**Problem requirements**
Each entry that follows needs to be written out exactly, with nothing left out.

----- The data

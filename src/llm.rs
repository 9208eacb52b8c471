use async_trait::async_trait;
use reqwest::StatusCode;
use serde::{Deserialize, Serialize};
use std::time::Duration;
use thiserror::Error;
use tracing::{debug, error, instrument};

use crate::config::PerplexityConfig;

#[derive(Debug, Error)]
pub enum LlmError {
    #[error("Perplexity request failed: {0}")]
    Request(#[from] reqwest::Error),

    #[error("Perplexity API error: {status}: {body}")]
    Api { status: StatusCode, body: String },
}

#[derive(Debug, Clone, Copy, PartialEq, Eq, Serialize, Deserialize)]
#[serde(rename_all = "lowercase")]
pub enum Role {
    System,
    User,
}

#[derive(Debug, Clone, PartialEq, Eq, Serialize, Deserialize)]
pub struct ChatMessage {
    pub role: Role,
    pub content: String,
}

impl ChatMessage {
    pub fn system(content: impl Into<String>) -> Self {
        Self {
            role: Role::System,
            content: content.into(),
        }
    }

    pub fn user(content: impl Into<String>) -> Self {
        Self {
            role: Role::User,
            content: content.into(),
        }
    }
}

/// Body of `POST /chat/completions`.
#[derive(Debug, Clone, Serialize)]
pub struct ChatRequest {
    pub model: String,
    pub messages: Vec<ChatMessage>,
    pub max_tokens: u32,
}

/// Only `choices[0].message.content` is read; everything else is ignored
/// and every level may be missing or null.
#[derive(Debug, Default, Deserialize)]
pub struct ChatResponse {
    #[serde(default)]
    pub choices: Option<Vec<Option<Choice>>>,
}

#[derive(Debug, Default, Deserialize)]
pub struct Choice {
    #[serde(default)]
    pub message: Option<ResponseMessage>,
}

#[derive(Debug, Default, Deserialize)]
pub struct ResponseMessage {
    #[serde(default)]
    pub content: Option<String>,
}

impl ChatResponse {
    pub fn into_content(self) -> Option<String> {
        self.choices
            .and_then(|choices| choices.into_iter().next())
            .flatten()
            .and_then(|choice| choice.message)
            .and_then(|message| message.content)
    }
}

/// A chat-completion backend. The flows only talk to the model through
/// this trait so tests can swap in a recording fake.
#[async_trait]
pub trait ChatModel: Send + Sync {
    /// Model name placed in every request.
    fn model(&self) -> &str;

    /// Send one request. `Ok(None)` means the response carried no content.
    async fn complete(&self, request: &ChatRequest) -> Result<Option<String>, LlmError>;

    /// Like [`ChatModel::complete`], substituting `fallback` for missing or
    /// empty content.
    async fn complete_or(&self, request: &ChatRequest, fallback: &str) -> Result<String, LlmError> {
        let content = self
            .complete(request)
            .await?
            .filter(|content| !content.is_empty());
        Ok(content.unwrap_or_else(|| fallback.to_string()))
    }
}

/// Perplexity chat-completions client.
pub struct LlmClient {
    http: reqwest::Client,
    endpoint: String,
    model: String,
    api_key: String,
}

impl LlmClient {
    pub fn new(config: &PerplexityConfig, api_key: &str) -> Result<Self, LlmError> {
        let http = reqwest::Client::builder()
            .timeout(Duration::from_secs(config.timeout_secs))
            .build()?;
        Ok(Self {
            http,
            endpoint: format!("{}/chat/completions", config.base_url.trim_end_matches('/')),
            model: config.model.clone(),
            api_key: api_key.to_string(),
        })
    }
}

#[async_trait]
impl ChatModel for LlmClient {
    fn model(&self) -> &str {
        &self.model
    }

    #[instrument(skip(self, request), fields(model = %request.model, max_tokens = request.max_tokens))]
    async fn complete(&self, request: &ChatRequest) -> Result<Option<String>, LlmError> {
        debug!(messages = request.messages.len(), "sending chat completion request");
        let response = self
            .http
            .post(&self.endpoint)
            .bearer_auth(&self.api_key)
            .json(request)
            .send()
            .await?;

        let status = response.status();
        if !status.is_success() {
            let body = response.text().await.unwrap_or_default();
            error!(%status, %body, "Perplexity API error");
            return Err(LlmError::Api { status, body });
        }

        let parsed = response.json::<ChatResponse>().await?;
        let content = parsed.into_content();
        debug!(
            content_len = content.as_ref().map(String::len).unwrap_or(0),
            "received chat completion"
        );
        Ok(content)
    }
}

----------

**Response for this exercise**
filename src/llm.rs
repository 9208eacb52b8c471
use async_trait::async_trait;
use reqwest::StatusCode;
use serde::{Deserialize, Serialize};
use std::time::Duration;
use thiserror::Error;
use tracing::{debug, error, instrument};

use crate::config::PerplexityConfig;

#[derive(Debug, Error)]
pub enum LlmError {
    #[error("Perplexity request failed: {0}")]
    Request(#[from] reqwest::Error),

    #[error("Perplexity API error: {status}: {body}")]
    Api { status: StatusCode, body: String },
}

#[derive(Debug, Clone, Copy, PartialEq, Eq, Serialize, Deserialize)]
#[serde(rename_all = "lowercase")]
pub enum Role {
    System,
    User,
}

#[derive(Debug, Clone, PartialEq, Eq, Serialize, Deserialize)]
pub struct ChatMessage {
    pub role: Role,
    pub content: String,
}

impl ChatMessage {
    pub fn system(content: impl Into<String>) -> Self {
        Self {
            role: Role::System,
            content: content.into(),
        }
    }

    pub fn user(content: impl Into<String>) -> Self {
        Self {
            role: Role::User,
            content: content.into(),
        }
    }
}

/// Body of `POST /chat/completions`.
#[derive(Debug, Clone, Serialize)]
pub struct ChatRequest {
    pub model: String,
    pub messages: Vec<ChatMessage>,
    pub max_tokens: u32,
}

/// Only `choices[0].message.content` is read; everything else is ignored
/// and every level may be missing or null.
#[derive(Debug, Default, Deserialize)]
pub struct ChatResponse {
    #[serde(default)]
    pub choices: Option<Vec<Option<Choice>>>,
}

#[derive(Debug, Default, Deserialize)]
pub struct Choice {
    #[serde(default)]
    pub message: Option<ResponseMessage>,
}

#[derive(Debug, Default, Deserialize)]
pub struct ResponseMessage {
    #[serde(default)]
    pub content: Option<String>,
}

impl ChatResponse {
    pub fn into_content(self) -> Option<String> {
        self.choices
            .and_then(|choices| choices.into_iter().next())
            .flatten()
            .and_then(|choice| choice.message)
            .and_then(|message| message.content)
    }
}

/// A chat-completion backend. The flows only talk to the model through
/// this trait so tests can swap in a recording fake.
#[async_trait]
pub trait ChatModel: Send + Sync {
    /// Model name placed in every request.
    fn model(&self) -> &str;

    /// Send one request. `Ok(None)` means the response carried no content.
    async fn complete(&self, request: &ChatRequest) -> Result<Option<String>, LlmError>;

    /// Like [`ChatModel::complete`], substituting `fallback` for missing or
    /// empty content.
    async fn complete_or(&self, request: &ChatRequest, fallback: &str) -> Result<String, LlmError> {
        let content = self
            .complete(request)
            .await?
            .filter(|content| !content.is_empty());
        Ok(content.unwrap_or_else(|| fallback.to_string()))
    }
}

/// Perplexity chat-completions client.
pub struct LlmClient {
    http: reqwest::Client,
    endpoint: String,
    model: String,
    api_key: String,
}

impl LlmClient {
    pub fn new(config: &PerplexityConfig, api_key: &str) -> Result<Self, LlmError> {
        let http = reqwest::Client::builder()
            .timeout(Duration::from_secs(config.timeout_secs))
            .build()?;
        Ok(Self {
            http,
            endpoint: format!("{}/chat/completions", config.base_url.trim_end_matches('/')),
            model: config.model.clone(),
            api_key: api_key.to_string(),
        })
    }
}

#[async_trait]
impl ChatModel for LlmClient {
    fn model(&self) -> &str {
        &self.model
    }

    #[instrument(skip(self, request), fields(model = %request.model, max_tokens = request.max_tokens))]
    async fn complete(&self, request: &ChatRequest) -> Result<Option<String>, LlmError> {
        debug!(messages = request.messages.len(), "sending chat completion request");
        let response = self
            .http
            .post(&self.endpoint)
            .bearer_auth(&self.api_key)
            .json(request)
            .send()
            .await?;

        let status = response.status();
        if !status.is_success() {
            let body = response.text().await.unwrap_or_default();
            error!(%status, %body, "Perplexity API error");
            return Err(LlmError::Api { status, body });
        }

        let parsed = response.json::<ChatResponse>().await?;
        let content = parsed.into_content();
        debug!(
            content_len = content.as_ref().map(String::len).unwrap_or(0),
            "received chat completion"
        );
        Ok(content)
    }
}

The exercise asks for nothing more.